Turning now to those colonies of the South, history shows a civilization purely imitative in character, differing in every essential feature from that developed at the North. These emigrants were neither political nor religious refugees, but were rather acting under the impulse of a venturesome age that made them leave their island home and seek the El Dorado of the new world. Now were they all English. The Huguenots came over. Those who had followed the white plume of good Henry of Navarre united their race and lineage with the descendants of the victors of Cressy and Poitiers. Here was a commingling of royal blood. The soil of this new country was fair and fertile beyond description. Consequently the greatest inducements were held out to the agriculturist, and, as a natural result, city life was here discouraged and the growth of large plantations inevitable.

The Slavery Question.

Into both sections—thus begun, indeed, under the same circumstances, but differing widely as to the character of the people who settled them and the nature of the civilization that must necessarily follow—negro slavery was introduced. Those who were in the civil war had no part in its introduction, but their ancestors before them. Little was thought that one day a great excitement would be kindled, which would light the world with its glare.
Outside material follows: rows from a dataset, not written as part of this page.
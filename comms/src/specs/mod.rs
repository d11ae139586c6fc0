mod reject;
mod submission;

pub use reject::{RejectKind, Rejection};
pub use submission::{FetchSpec, SubmitSpec};
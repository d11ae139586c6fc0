use std::{
    fs,
    io::{self, Write},
    path::{Path, PathBuf},
    time::{SystemTime, UNIX_EPOCH},
};

use log::debug;
use serde::{Deserialize, Serialize};

use model::{ContributionId, ModelDefinition, ModelErr, ParameterSet};

const DEFINITION_FILE: &str = "definition.json";
const META_FILE: &str = "meta.json";
const CANONICAL_FILE: &str = "canonical.params";
const PENDING_DIR: &str = "pending";

/// The store module's result type.
pub type Result<T> = std::result::Result<T, StoreErr>;

/// Persistence failures of the contribution store.
#[derive(Debug)]
pub enum StoreErr {
    NotFound { what: &'static str, key: String },
    DuplicateContribution { id: String },
    Corrupt { path: PathBuf, source: ModelErr },
    Io(io::Error),
}

impl std::fmt::Display for StoreErr {
    fn fmt(&self, f: &mut std::fmt::Formatter<'_>) -> std::fmt::Result {
        match self {
            StoreErr::NotFound { what, key } => write!(f, "{what} {key} not found"),
            StoreErr::DuplicateContribution { id } => {
                write!(f, "contribution {id} already exists with different content")
            }
            StoreErr::Corrupt { path, source } => {
                write!(f, "corrupt file {}: {source}", path.display())
            }
            StoreErr::Io(e) => write!(f, "io error: {e}"),
        }
    }
}

impl std::error::Error for StoreErr {
    fn source(&self) -> Option<&(dyn std::error::Error + 'static)> {
        match self {
            StoreErr::Corrupt { source, .. } => Some(source),
            StoreErr::Io(e) => Some(e),
            _ => None,
        }
    }
}

impl From<io::Error> for StoreErr {
    fn from(value: io::Error) -> Self {
        Self::Io(value)
    }
}

/// Boundary conversion for binaries / I/O APIs.
impl From<StoreErr> for io::Error {
    fn from(value: StoreErr) -> Self {
        match value {
            StoreErr::Io(e) => e,
            other => io::Error::new(io::ErrorKind::InvalidData, other.to_string()),
        }
    }
}

/// Durable per-project configuration next to the definition.
#[derive(Debug, Clone, Serialize, Deserialize)]
pub struct ProjectMeta {
    /// Bearer tokens accepted for this project.
    pub tokens: Vec<String>,
}

/// Who submitted a pending contribution, and when.
#[derive(Debug, Clone, Serialize, Deserialize)]
pub struct Provenance {
    pub client: String,
    /// Unix seconds at acceptance time.
    pub submitted_at: u64,
}

impl Provenance {
    pub fn now(client: &str) -> Self {
        let submitted_at = SystemTime::now()
            .duration_since(UNIX_EPOCH)
            .map(|d| d.as_secs())
            .unwrap_or_default();

        Self {
            client: client.to_string(),
            submitted_at,
        }
    }
}

/// Durable, race-safe persistence of the canonical parameter set and the
/// pending-contribution pool, one namespace per project.
///
/// Layout under the root:
///
/// ```text
/// <project>/definition.json
/// <project>/meta.json
/// <project>/canonical.params            (absent before the first merge)
/// <project>/pending/<hex id>.params
/// <project>/pending/<hex id>.meta.json
/// ```
///
/// All writes go through temp-file + rename so a reader never observes a
/// partially written file, and every write is flushed before the call
/// returns. The store itself holds no locks; serializing the
/// read-merge-write of the canonical file is the registry's job.
#[derive(Debug)]
pub struct ContributionStore {
    root: PathBuf,
}

impl ContributionStore {
    pub fn new(root: impl Into<PathBuf>) -> Self {
        Self { root: root.into() }
    }

    pub fn root(&self) -> &Path {
        &self.root
    }

    fn project_dir(&self, project: &str) -> PathBuf {
        self.root.join(project)
    }

    fn pending_path(&self, project: &str, id: &ContributionId) -> PathBuf {
        self.project_dir(project)
            .join(PENDING_DIR)
            .join(format!("{id}.params"))
    }

    /// Initializes a project's directory tree.
    ///
    /// The canonical model starts absent; the first merged contribution
    /// bootstraps it.
    pub fn create_project(
        &self,
        project: &str,
        def: &ModelDefinition,
        meta: &ProjectMeta,
    ) -> Result<()> {
        let dir = self.project_dir(project);
        fs::create_dir_all(dir.join(PENDING_DIR))?;

        write_atomic(&dir.join(DEFINITION_FILE), def.to_json().as_bytes())?;
        write_atomic(&dir.join(META_FILE), &to_json_bytes(meta))?;

        Ok(())
    }

    pub fn project_exists(&self, project: &str) -> bool {
        self.project_dir(project).join(DEFINITION_FILE).is_file()
    }

    /// Lists the projects present under the store root.
    pub fn projects(&self) -> Result<Vec<String>> {
        if !self.root.exists() {
            return Ok(Vec::new());
        }

        let mut projects = Vec::new();
        for entry in fs::read_dir(&self.root)? {
            let entry = entry?;
            let name = entry.file_name();
            let Some(name) = name.to_str() else { continue };

            if entry.path().join(DEFINITION_FILE).is_file() {
                projects.push(name.to_string());
            }
        }

        projects.sort();
        Ok(projects)
    }

    pub fn load_definition(&self, project: &str) -> Result<ModelDefinition> {
        let path = self.project_dir(project).join(DEFINITION_FILE);
        let text = read_keyed(&path, "project", project)?;

        ModelDefinition::from_json(&text).map_err(|source| StoreErr::Corrupt { path, source })
    }

    pub fn load_meta(&self, project: &str) -> Result<ProjectMeta> {
        let path = self.project_dir(project).join(META_FILE);
        let text = read_keyed(&path, "project", project)?;

        serde_json::from_str(&text).map_err(|e| StoreErr::Corrupt {
            path,
            source: ModelErr::Json(e),
        })
    }

    /// Writes a contribution under its content identifier.
    ///
    /// Byte-identical resubmission is a no-op; the same identifier carrying
    /// different bytes is a content collision anomaly and fails.
    pub fn put_pending(
        &self,
        project: &str,
        id: &ContributionId,
        payload: &[u8],
        provenance: &Provenance,
    ) -> Result<()> {
        let path = self.pending_path(project, id);

        match fs::read(&path) {
            Ok(existing) if existing == payload => {
                debug!("contribution {id} already stored, skipping write");
                return Ok(());
            }
            Ok(_) => return Err(StoreErr::DuplicateContribution { id: id.to_string() }),
            Err(e) if e.kind() == io::ErrorKind::NotFound => {}
            Err(e) => return Err(e.into()),
        }

        write_atomic(&path, payload)?;
        write_atomic(&path.with_extension("meta.json"), &to_json_bytes(provenance))?;

        Ok(())
    }

    pub fn get_pending(&self, project: &str, id: &ContributionId) -> Result<Vec<u8>> {
        let path = self.pending_path(project, id);

        fs::read(&path).map_err(|e| match e.kind() {
            io::ErrorKind::NotFound => StoreErr::NotFound {
                what: "contribution",
                key: id.to_string(),
            },
            _ => e.into(),
        })
    }

    /// Loads the canonical parameter set, or `None` before the first merge.
    pub fn load_canonical(&self, project: &str) -> Result<Option<ParameterSet>> {
        let path = self.project_dir(project).join(CANONICAL_FILE);

        let bytes = match fs::read(&path) {
            Ok(bytes) => bytes,
            Err(e) if e.kind() == io::ErrorKind::NotFound => return Ok(None),
            Err(e) => return Err(e.into()),
        };

        let params = ParameterSet::decode(&bytes)
            .map_err(|source| StoreErr::Corrupt { path, source })?;

        Ok(Some(params))
    }

    /// Atomically replaces the canonical parameter set.
    pub fn save_canonical(&self, project: &str, params: &ParameterSet) -> Result<()> {
        let path = self.project_dir(project).join(CANONICAL_FILE);
        write_atomic(&path, &params.encode())?;
        Ok(())
    }
}

fn to_json_bytes<T: Serialize>(value: &T) -> Vec<u8> {
    // SAFETY: all serialized store records are derived structs with string
    //         keys only.
    serde_json::to_vec_pretty(value).unwrap()
}

fn read_keyed(path: &Path, what: &'static str, key: &str) -> Result<String> {
    fs::read_to_string(path).map_err(|e| match e.kind() {
        io::ErrorKind::NotFound => StoreErr::NotFound {
            what,
            key: key.to_string(),
        },
        _ => e.into(),
    })
}

/// Writes `bytes` to `path` through a temp file in the same directory.
///
/// The data is flushed before the rename and the parent directory is
/// flushed after it, so the replace is atomic and survives a crash.
fn write_atomic(path: &Path, bytes: &[u8]) -> io::Result<()> {
    let tmp = path.with_extension("tmp");

    {
        let mut file = fs::File::create(&tmp)?;
        file.write_all(bytes)?;
        file.sync_all()?;
    }

    fs::rename(&tmp, path)?;

    if let Some(parent) = path.parent() {
        fs::File::open(parent)?.sync_all()?;
    }

    Ok(())
}

#[cfg(test)]
mod tests {
    use ndarray::array;

    use super::*;
    use model::{ActFnSpec, LayerSpec};

    fn test_def() -> ModelDefinition {
        ModelDefinition {
            name: "tiny".into(),
            input_shape: vec![2],
            layers: vec![LayerSpec::Dense {
                units: 1,
                act_fn: ActFnSpec::Sigmoid,
            }],
        }
    }

    fn test_store() -> (tempfile::TempDir, ContributionStore) {
        let dir = tempfile::tempdir().unwrap();
        let store = ContributionStore::new(dir.path());
        store
            .create_project("demo", &test_def(), &ProjectMeta { tokens: vec!["t".into()] })
            .unwrap();

        (dir, store)
    }

    fn params(v: f32) -> ParameterSet {
        ParameterSet::new(vec![
            array![[v], [v]].into_dyn(),
            array![v].into_dyn(),
        ])
    }

    #[test]
    fn created_project_is_discoverable() {
        let (_dir, store) = test_store();

        assert!(store.project_exists("demo"));
        assert!(!store.project_exists("other"));
        assert_eq!(store.projects().unwrap(), vec!["demo".to_string()]);
        assert_eq!(store.load_definition("demo").unwrap(), test_def());
        assert_eq!(store.load_meta("demo").unwrap().tokens, vec!["t"]);
    }

    #[test]
    fn put_pending_is_idempotent_for_identical_bytes() {
        let (_dir, store) = test_store();
        let bytes = params(1.0).encode();
        let id = ContributionId::digest(&bytes);
        let by = Provenance::now("t");

        store.put_pending("demo", &id, &bytes, &by).unwrap();
        store.put_pending("demo", &id, &bytes, &by).unwrap();

        assert_eq!(store.get_pending("demo", &id).unwrap(), bytes);
    }

    #[test]
    fn put_pending_rejects_same_id_with_different_bytes() {
        let (_dir, store) = test_store();
        let bytes = params(1.0).encode();
        let id = ContributionId::digest(&bytes);
        let by = Provenance::now("t");

        store.put_pending("demo", &id, &bytes, &by).unwrap();

        let other = params(2.0).encode();
        assert!(matches!(
            store.put_pending("demo", &id, &other, &by),
            Err(StoreErr::DuplicateContribution { .. })
        ));
    }

    #[test]
    fn missing_contribution_is_not_found() {
        let (_dir, store) = test_store();
        let id = ContributionId::digest(b"nope");

        assert!(matches!(
            store.get_pending("demo", &id),
            Err(StoreErr::NotFound { what: "contribution", .. })
        ));
    }

    #[test]
    fn canonical_starts_absent_then_roundtrips() {
        let (_dir, store) = test_store();

        assert!(store.load_canonical("demo").unwrap().is_none());

        let set = params(0.5);
        store.save_canonical("demo", &set).unwrap();
        assert_eq!(store.load_canonical("demo").unwrap(), Some(set));
    }

    #[test]
    fn canonical_replace_leaves_no_temp_file() {
        let (dir, store) = test_store();

        store.save_canonical("demo", &params(0.5)).unwrap();
        store.save_canonical("demo", &params(1.5)).unwrap();

        assert!(!dir.path().join("demo/canonical.tmp").exists());
        assert_eq!(store.load_canonical("demo").unwrap(), Some(params(1.5)));
    }
}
The slave was no profit to his owner save in agricultural pursuits. Therefore in the New England States he was very soon found to be out of place and a loss to his owner. Their owners found no difficulty in disposing of them at a fair price to the planters of the Southern States. It was soon discovered by their former owners that slavery is a curse and slaveholding a crime.

From the nature of the two questions as already outlined, one may see that a cause, however slight, may beget an antagonism which will grow in intensity as the years go by; until, finally, to natural divisions and distinctions artificial ones will be added. Among the latter differences the question of slavery became the all-important one; and one, too, that at a very early date in the history of the country created more bitter and more intense opposition than one would expect from the nature of the question alone.

As far back as 1787 controversies arose in regard to the slavery question.

In 1820 the admission of the State of Missouri furnished a cause for a battle with the discordant elements, the result of which was the forming of Mason and Dixon's line, which produced only a temporary peace. The aged Thomas Jefferson wrote to a friend in regard to this measure: "It [the question of slavery] sleeps, but is not dead. A geographical line coinciding with a marked principle, moral and political, once conceived of men, will not be obliterated; every new irritation makes it deeper."

The agitation of the slavery question became intensified into a kind of religious fanaticism. Failing to agree, the war had to come. 

States Rights and Centralization

When any community or association of men develop into certain principles and opinions that growand increase in force and intensity to such an extent as to call into existence two distinct divisions completely discordant with each other, so that the peace and welfare of either one or the other is threatened, then naturally a question of permanent separation arises.

There arose two very widely different interpretations of the questions: Federal Constitution, its power, its limitation, technically called "State rights;" and "centralization."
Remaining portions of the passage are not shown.